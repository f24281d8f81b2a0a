//! On-disk module names

use std::sync::LazyLock;

use regex::Regex;

static ACRONYM_BOUNDARY: LazyLock<Regex> =
    LazyLock::new(|| Regex::new(r"([A-Z]+)([A-Z][a-z])").expect("Invalid acronym regex"));
static CASE_BOUNDARY: LazyLock<Regex> =
    LazyLock::new(|| Regex::new(r"([a-z0-9])([A-Z])").expect("Invalid case regex"));
static UNDERSCORE_RUN: LazyLock<Regex> =
    LazyLock::new(|| Regex::new(r"_+").expect("Invalid underscore regex"));

/// Turn a repository name into a snake_case directory name.
///
/// ```
/// use boot_core::derive_module_name;
///
/// assert_eq!(derive_module_name("HTTPServer-Tools"), "http_server_tools");
/// assert_eq!(derive_module_name("my--repo_"), "my_repo");
/// ```
pub fn derive_module_name(repo_name: &str) -> String {
    let name = repo_name.replace('-', "_");
    let name = ACRONYM_BOUNDARY.replace_all(&name, "${1}_${2}");
    let name = CASE_BOUNDARY.replace_all(&name, "${1}_${2}");
    let name = UNDERSCORE_RUN.replace_all(&name, "_");
    name.trim_matches('_').to_lowercase()
}
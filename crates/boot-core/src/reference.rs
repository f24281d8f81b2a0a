//! Module references and canonical URLs

use std::fmt;
use std::hash::{Hash, Hasher};

use boot_git::RepoIdentity;
use boot_meta::ModuleManifest;

/// A module reference as written, plus the trimmed form used for dedup.
///
/// Equality and hashing only look at the normalized form, so `" org/a "`
/// and `"org/a"` are the same module. Case is significant.
#[derive(Debug, Clone)]
pub struct ModuleReference {
    raw: String,
    normalized: String,
}

impl ModuleReference {
    /// Returns `None` for blank input.
    pub fn new(raw: impl Into<String>) -> Option<Self> {
        let raw = raw.into();
        let normalized = normalize_url(&raw)?;
        Some(Self { raw, normalized })
    }

    pub fn raw(&self) -> &str {
        &self.raw
    }

    pub fn as_str(&self) -> &str {
        &self.normalized
    }
}

impl PartialEq for ModuleReference {
    fn eq(&self, other: &Self) -> bool {
        self.normalized == other.normalized
    }
}

impl Eq for ModuleReference {}

impl Hash for ModuleReference {
    fn hash<H: Hasher>(&self, state: &mut H) {
        self.normalized.hash(state);
    }
}

impl fmt::Display for ModuleReference {
    fn fmt(&self, f: &mut fmt::Formatter<'_>) -> fmt::Result {
        f.write_str(&self.normalized)
    }
}

/// Normalize a raw reference. Blank input yields `None`.
pub fn normalize(raw: &str) -> Option<ModuleReference> {
    ModuleReference::new(raw)
}

/// Dedup key for a reference or URL string.
pub fn normalize_url(raw: &str) -> Option<String> {
    let trimmed = raw.trim();
    (!trimmed.is_empty()).then(|| trimmed.to_string())
}

/// The address a module is known by: the manifest's own `canonical_url`
/// when it has one, else the address synthesized from the fetched identity.
pub fn canonicalize(manifest: &ModuleManifest, identity: &RepoIdentity) -> String {
    manifest
        .canonical_url
        .as_deref()
        .and_then(normalize_url)
        .unwrap_or_else(|| identity.url.trim().to_string())
}

#[cfg(test)]
mod tests {
    use super::*;
    use std::collections::HashSet;

    #[test]
    fn test_blank_reference_rejected() {
        assert!(normalize("").is_none());
        assert!(normalize(" \t\n").is_none());
    }

    #[test]
    fn test_trim_only() {
        let a = normalize("  org/A ").unwrap();
        assert_eq!(a.as_str(), "org/A");
        assert_eq!(a.raw(), "  org/A ");
        assert_ne!(a, normalize("org/a").unwrap());
    }

    #[test]
    fn test_hash_uses_normalized_form() {
        let mut set = HashSet::new();
        set.insert(normalize("org/a").unwrap());
        assert!(set.contains(&normalize("\torg/a ").unwrap()));
    }

    #[test]
    fn test_canonical_url_precedence() {
        let identity = RepoIdentity::new("org", "a-renamed", "https://host/org/a-renamed");
        let explicit = ModuleManifest::new("tool").with_canonical_url("https://host/org/a");
        assert_eq!(canonicalize(&explicit, &identity), "https://host/org/a");

        let blank = ModuleManifest::new("tool").with_canonical_url("   ");
        assert_eq!(canonicalize(&blank, &identity), "https://host/org/a-renamed");
    }
}
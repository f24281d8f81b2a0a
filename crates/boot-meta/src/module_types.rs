//! Module type registry
//!
//! Maps a manifest's declared `type` to the directory its modules live in.
//!
//! # Example
//!
//! ```
//! use boot_meta::{ModuleTypeDef, ModuleTypeRegistry};
//!
//! let root = tempfile::tempdir().unwrap();
//! let registry =
//!     ModuleTypeRegistry::build(root.path(), &[ModuleTypeDef::new("tool", "tools")]).unwrap();
//!
//! assert_eq!(registry.resolve("TOOLS"), Some(root.path().join("tools").as_path()));
//! assert!(registry.resolve("widget").is_none());
//! ```

use std::collections::HashMap;
use std::path::{Path, PathBuf};

use serde::{Deserialize, Serialize};

use crate::{Error, Result};

/// A module type as written in configuration.
#[derive(Debug, Clone, PartialEq, Eq, Serialize, Deserialize)]
pub struct ModuleTypeDef {
    pub name: String,
    #[serde(rename = "plural")]
    pub plural_name: String,
    /// Directory relative to the project root; defaults to the plural name.
    #[serde(default, skip_serializing_if = "Option::is_none")]
    pub directory: Option<String>,
}

impl ModuleTypeDef {
    pub fn new(name: impl Into<String>, plural_name: impl Into<String>) -> Self {
        Self {
            name: name.into(),
            plural_name: plural_name.into(),
            directory: None,
        }
    }

    pub fn with_directory(mut self, directory: impl Into<String>) -> Self {
        self.directory = Some(directory.into());
        self
    }

    /// Directory relative to the project root.
    pub fn directory(&self) -> &str {
        self.directory.as_deref().unwrap_or(&self.plural_name)
    }

    /// Types every project knows about.
    pub fn builtins() -> Vec<Self> {
        vec![
            Self::new("core", "cores"),
            Self::new("manager", "managers"),
            Self::new("util", "utils"),
            Self::new("plugin", "plugins"),
            Self::new("mcp", "mcps"),
            Self::new("tool", "tools"),
            Self::new("library", "libraries"),
        ]
    }
}

/// A registered type with its absolute destination root.
#[derive(Debug, Clone, PartialEq, Eq)]
pub struct ModuleTypeEntry {
    pub name: String,
    pub plural_name: String,
    pub destination_root: PathBuf,
}

/// Case-insensitive lookup from singular or plural type name to entry.
#[derive(Debug, Clone, Default)]
pub struct ModuleTypeRegistry {
    entries: Vec<ModuleTypeEntry>,
    index: HashMap<String, usize>,
}

impl ModuleTypeRegistry {
    /// Build a registry rooted at `root`, then create every destination
    /// directory that does not exist yet.
    ///
    /// A later definition with the same singular name replaces an earlier
    /// one, so configured types can relocate built-in ones.
    pub fn build(root: &Path, defs: &[ModuleTypeDef]) -> Result<Self> {
        let mut registry = Self::default();
        for def in defs {
            registry.register(root, def)?;
        }
        for entry in &registry.entries {
            boot_fs::ensure_dir(&entry.destination_root)?;
        }
        Ok(registry)
    }

    fn register(&mut self, root: &Path, def: &ModuleTypeDef) -> Result<()> {
        let key = def.name.trim().to_lowercase();
        let plural_key = def.plural_name.trim().to_lowercase();
        if key.is_empty() || plural_key.is_empty() {
            return Err(Error::InvalidModuleType {
                name: def.name.clone(),
                reason: "name and plural must be non-empty".to_string(),
            });
        }

        let entry = ModuleTypeEntry {
            name: def.name.trim().to_string(),
            plural_name: def.plural_name.trim().to_string(),
            destination_root: root.join(def.directory()),
        };

        let idx = match self.index.get(&key).copied() {
            Some(idx) => {
                let old_plural = self.entries[idx].plural_name.to_lowercase();
                self.index.remove(&old_plural);
                self.entries[idx] = entry;
                idx
            }
            None => {
                self.entries.push(entry);
                self.entries.len() - 1
            }
        };
        self.index.insert(key, idx);
        self.index.insert(plural_key, idx);
        Ok(())
    }

    /// Look up a type by singular or plural name, ignoring case and
    /// surrounding whitespace.
    pub fn entry(&self, type_name: &str) -> Option<&ModuleTypeEntry> {
        let key = type_name.trim().to_lowercase();
        self.index.get(&key).map(|&idx| &self.entries[idx])
    }

    /// Destination root for a type, if registered.
    pub fn resolve(&self, type_name: &str) -> Option<&Path> {
        self.entry(type_name).map(|e| e.destination_root.as_path())
    }

    /// Registered entries in definition order.
    pub fn entries(&self) -> &[ModuleTypeEntry] {
        &self.entries
    }

    pub fn len(&self) -> usize {
        self.entries.len()
    }

    pub fn is_empty(&self) -> bool {
        self.entries.is_empty()
    }
}
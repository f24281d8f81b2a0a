//! SHA-256 digests for content comparison and staging keys

use sha2::{Digest, Sha256};

/// Hex-encoded SHA-256 of `content`.
pub fn digest_hex(content: &[u8]) -> String {
    let mut hasher = Sha256::new();
    hasher.update(content);
    format!("{:x}", hasher.finalize())
}

/// A short, filesystem-safe key derived from `value`.
///
/// Sixteen hex characters; used to name per-reference staging directories.
pub fn short_key(value: &str) -> String {
    let mut digest = digest_hex(value.as_bytes());
    digest.truncate(16);
    digest
}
=-=-=-=-=
◆ EXERCISE DIRECTIONS: All that should be written out is the stretch of lines above between the one holding "let mut registry = Self::default();" and the one holding "pub fn resolve(&self, type_name: &str)", inclusive, exactly as given.

◆ COMPLETED EXERCISE:
        let mut registry = Self::default();
        for def in defs {
            registry.register(root, def)?;
        }
        for entry in &registry.entries {
            boot_fs::ensure_dir(&entry.destination_root)?;
        }
        Ok(registry)
    }

    fn register(&mut self, root: &Path, def: &ModuleTypeDef) -> Result<()> {
        let key = def.name.trim().to_lowercase();
        let plural_key = def.plural_name.trim().to_lowercase();
        if key.is_empty() || plural_key.is_empty() {
            return Err(Error::InvalidModuleType {
                name: def.name.clone(),
                reason: "name and plural must be non-empty".to_string(),
            });
        }

        let entry = ModuleTypeEntry {
            name: def.name.trim().to_string(),
            plural_name: def.plural_name.trim().to_string(),
            destination_root: root.join(def.directory()),
        };

        let idx = match self.index.get(&key).copied() {
            Some(idx) => {
                let old_plural = self.entries[idx].plural_name.to_lowercase();
                self.index.remove(&old_plural);
                self.entries[idx] = entry;
                idx
            }
            None => {
                self.entries.push(entry);
                self.entries.len() - 1
            }
        };
        self.index.insert(key, idx);
        self.index.insert(plural_key, idx);
        Ok(())
    }

    /// Look up a type by singular or plural name, ignoring case and
    /// surrounding whitespace.
    pub fn entry(&self, type_name: &str) -> Option<&ModuleTypeEntry> {
        let key = type_name.trim().to_lowercase();
        self.index.get(&key).map(|&idx| &self.entries[idx])
    }

    /// Destination root for a type, if registered.
    pub fn resolve(&self, type_name: &str) -> Option<&Path> {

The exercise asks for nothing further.